**Dataset excerpts**
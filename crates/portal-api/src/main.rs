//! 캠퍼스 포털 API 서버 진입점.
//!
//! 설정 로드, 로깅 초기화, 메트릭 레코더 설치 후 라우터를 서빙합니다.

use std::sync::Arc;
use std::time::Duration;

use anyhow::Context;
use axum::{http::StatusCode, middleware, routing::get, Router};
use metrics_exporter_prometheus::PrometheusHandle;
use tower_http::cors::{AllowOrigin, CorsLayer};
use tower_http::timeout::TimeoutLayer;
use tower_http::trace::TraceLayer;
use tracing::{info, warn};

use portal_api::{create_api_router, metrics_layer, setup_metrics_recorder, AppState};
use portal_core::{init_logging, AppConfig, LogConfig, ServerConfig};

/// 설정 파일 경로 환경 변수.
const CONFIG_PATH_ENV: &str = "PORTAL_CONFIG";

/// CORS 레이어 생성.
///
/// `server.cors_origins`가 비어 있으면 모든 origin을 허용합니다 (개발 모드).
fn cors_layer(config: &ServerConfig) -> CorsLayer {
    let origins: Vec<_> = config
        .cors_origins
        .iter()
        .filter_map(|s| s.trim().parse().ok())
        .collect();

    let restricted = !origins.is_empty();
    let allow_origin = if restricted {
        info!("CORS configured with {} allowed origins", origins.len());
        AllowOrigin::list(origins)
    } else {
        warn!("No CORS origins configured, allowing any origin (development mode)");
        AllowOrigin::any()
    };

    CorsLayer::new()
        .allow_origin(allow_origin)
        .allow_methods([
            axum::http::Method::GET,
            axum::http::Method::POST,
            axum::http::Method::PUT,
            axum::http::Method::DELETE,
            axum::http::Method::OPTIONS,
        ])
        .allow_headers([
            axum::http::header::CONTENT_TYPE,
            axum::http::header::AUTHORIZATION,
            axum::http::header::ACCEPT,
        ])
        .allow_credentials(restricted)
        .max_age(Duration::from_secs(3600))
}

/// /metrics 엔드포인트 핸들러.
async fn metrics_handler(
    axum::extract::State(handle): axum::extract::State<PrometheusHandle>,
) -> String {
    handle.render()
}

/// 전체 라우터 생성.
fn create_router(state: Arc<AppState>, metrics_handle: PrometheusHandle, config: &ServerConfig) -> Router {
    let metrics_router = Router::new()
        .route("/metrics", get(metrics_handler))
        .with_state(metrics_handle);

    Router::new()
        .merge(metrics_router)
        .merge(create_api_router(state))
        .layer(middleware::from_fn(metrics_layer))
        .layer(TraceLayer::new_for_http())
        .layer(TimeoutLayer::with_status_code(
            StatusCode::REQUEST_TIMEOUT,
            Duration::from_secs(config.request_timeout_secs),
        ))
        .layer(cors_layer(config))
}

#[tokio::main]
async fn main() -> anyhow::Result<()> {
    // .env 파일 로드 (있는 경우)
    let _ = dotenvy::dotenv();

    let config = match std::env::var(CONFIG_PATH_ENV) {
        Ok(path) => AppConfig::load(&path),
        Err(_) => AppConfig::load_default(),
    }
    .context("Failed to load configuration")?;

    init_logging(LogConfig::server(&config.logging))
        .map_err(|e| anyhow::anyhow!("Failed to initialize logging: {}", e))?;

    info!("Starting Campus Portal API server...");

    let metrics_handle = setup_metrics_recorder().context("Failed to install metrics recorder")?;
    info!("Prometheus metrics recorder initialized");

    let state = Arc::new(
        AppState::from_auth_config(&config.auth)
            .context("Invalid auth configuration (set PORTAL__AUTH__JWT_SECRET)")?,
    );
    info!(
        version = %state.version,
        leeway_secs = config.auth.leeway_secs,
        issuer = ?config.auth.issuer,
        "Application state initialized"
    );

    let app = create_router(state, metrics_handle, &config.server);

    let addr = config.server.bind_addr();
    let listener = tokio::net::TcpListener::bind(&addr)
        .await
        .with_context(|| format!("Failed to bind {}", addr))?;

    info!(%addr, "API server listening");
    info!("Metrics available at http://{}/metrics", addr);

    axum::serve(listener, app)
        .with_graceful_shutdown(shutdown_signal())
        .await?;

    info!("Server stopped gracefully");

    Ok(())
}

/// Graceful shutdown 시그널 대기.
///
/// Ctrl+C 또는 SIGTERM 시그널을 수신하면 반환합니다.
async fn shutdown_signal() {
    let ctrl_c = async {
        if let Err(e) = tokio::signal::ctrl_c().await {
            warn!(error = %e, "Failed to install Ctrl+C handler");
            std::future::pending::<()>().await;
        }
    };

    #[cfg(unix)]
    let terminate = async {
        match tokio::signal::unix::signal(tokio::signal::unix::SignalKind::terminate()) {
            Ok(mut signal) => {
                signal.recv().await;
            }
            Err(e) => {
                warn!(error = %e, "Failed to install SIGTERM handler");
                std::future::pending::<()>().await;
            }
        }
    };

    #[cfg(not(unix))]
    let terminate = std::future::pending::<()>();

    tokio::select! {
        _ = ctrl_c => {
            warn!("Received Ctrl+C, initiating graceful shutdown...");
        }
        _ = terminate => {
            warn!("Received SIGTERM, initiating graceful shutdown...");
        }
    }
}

...

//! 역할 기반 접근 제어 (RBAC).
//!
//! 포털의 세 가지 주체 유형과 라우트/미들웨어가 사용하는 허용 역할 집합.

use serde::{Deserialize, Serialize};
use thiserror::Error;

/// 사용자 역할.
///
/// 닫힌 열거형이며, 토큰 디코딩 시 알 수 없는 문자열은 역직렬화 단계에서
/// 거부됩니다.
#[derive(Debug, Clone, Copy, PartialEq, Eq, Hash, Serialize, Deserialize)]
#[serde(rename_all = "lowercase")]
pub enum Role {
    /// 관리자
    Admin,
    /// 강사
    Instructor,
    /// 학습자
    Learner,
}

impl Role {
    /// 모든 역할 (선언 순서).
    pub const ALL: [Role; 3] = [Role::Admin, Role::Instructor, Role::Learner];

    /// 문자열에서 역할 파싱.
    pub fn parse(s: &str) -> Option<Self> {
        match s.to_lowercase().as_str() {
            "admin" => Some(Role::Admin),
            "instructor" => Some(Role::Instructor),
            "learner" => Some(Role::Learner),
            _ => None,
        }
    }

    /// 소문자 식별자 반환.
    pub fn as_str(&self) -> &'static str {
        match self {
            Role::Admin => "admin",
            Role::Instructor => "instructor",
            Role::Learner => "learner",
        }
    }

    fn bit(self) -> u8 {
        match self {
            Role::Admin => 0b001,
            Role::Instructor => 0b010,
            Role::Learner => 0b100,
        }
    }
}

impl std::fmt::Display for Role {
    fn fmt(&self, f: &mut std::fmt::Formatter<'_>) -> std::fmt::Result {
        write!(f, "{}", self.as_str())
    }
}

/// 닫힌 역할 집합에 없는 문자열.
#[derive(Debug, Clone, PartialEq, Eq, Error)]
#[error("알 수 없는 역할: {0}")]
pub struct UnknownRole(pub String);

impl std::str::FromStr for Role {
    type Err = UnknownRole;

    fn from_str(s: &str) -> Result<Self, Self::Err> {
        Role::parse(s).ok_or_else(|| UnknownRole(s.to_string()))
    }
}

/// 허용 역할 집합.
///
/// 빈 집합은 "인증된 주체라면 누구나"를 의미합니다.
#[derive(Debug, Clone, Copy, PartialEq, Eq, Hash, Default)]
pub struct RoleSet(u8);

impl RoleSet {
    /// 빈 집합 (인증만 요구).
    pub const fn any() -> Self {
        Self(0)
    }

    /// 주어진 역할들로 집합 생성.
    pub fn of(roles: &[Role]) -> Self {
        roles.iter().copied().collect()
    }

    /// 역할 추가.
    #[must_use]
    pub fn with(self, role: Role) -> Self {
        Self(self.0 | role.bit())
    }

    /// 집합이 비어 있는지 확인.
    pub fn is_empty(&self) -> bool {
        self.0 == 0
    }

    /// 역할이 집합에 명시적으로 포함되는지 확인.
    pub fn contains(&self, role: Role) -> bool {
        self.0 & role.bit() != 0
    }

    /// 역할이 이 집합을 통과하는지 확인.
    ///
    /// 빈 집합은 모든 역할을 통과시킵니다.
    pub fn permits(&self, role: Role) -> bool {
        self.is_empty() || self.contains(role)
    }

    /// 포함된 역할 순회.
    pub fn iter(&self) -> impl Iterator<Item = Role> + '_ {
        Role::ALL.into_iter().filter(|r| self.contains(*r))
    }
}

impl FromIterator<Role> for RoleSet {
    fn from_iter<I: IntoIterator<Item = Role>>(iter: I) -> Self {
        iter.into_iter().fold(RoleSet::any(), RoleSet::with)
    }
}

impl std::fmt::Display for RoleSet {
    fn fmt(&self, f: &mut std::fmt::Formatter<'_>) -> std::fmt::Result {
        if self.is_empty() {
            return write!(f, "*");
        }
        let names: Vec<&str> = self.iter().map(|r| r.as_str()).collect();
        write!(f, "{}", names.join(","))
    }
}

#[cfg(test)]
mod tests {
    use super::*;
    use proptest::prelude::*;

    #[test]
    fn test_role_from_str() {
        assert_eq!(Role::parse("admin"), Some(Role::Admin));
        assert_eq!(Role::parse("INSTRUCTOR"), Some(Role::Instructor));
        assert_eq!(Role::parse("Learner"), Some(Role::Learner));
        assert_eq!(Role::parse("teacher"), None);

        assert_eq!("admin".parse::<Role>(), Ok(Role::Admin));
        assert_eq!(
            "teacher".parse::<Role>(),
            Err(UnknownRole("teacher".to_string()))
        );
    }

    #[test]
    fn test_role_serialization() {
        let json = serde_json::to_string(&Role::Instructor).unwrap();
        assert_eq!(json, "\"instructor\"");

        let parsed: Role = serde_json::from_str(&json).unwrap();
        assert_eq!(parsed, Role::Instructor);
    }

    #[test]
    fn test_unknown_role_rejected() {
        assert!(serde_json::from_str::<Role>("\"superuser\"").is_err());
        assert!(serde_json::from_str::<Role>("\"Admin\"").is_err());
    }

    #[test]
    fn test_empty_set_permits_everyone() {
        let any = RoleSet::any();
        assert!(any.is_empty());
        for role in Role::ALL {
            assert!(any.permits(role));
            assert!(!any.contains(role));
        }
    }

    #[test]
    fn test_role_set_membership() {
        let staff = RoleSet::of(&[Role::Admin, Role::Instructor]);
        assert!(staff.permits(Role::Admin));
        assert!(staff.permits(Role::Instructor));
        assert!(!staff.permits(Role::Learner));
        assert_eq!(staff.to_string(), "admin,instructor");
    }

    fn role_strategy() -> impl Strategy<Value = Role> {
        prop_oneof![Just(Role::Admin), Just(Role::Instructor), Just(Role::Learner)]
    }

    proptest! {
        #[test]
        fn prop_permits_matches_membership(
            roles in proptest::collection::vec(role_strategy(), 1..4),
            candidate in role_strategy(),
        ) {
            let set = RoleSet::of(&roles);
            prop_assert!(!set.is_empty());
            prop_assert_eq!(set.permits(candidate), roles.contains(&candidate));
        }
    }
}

**Exercise requirements**
Search the entries for lines with the string "merge", then report their number alone.

**The completed task**
2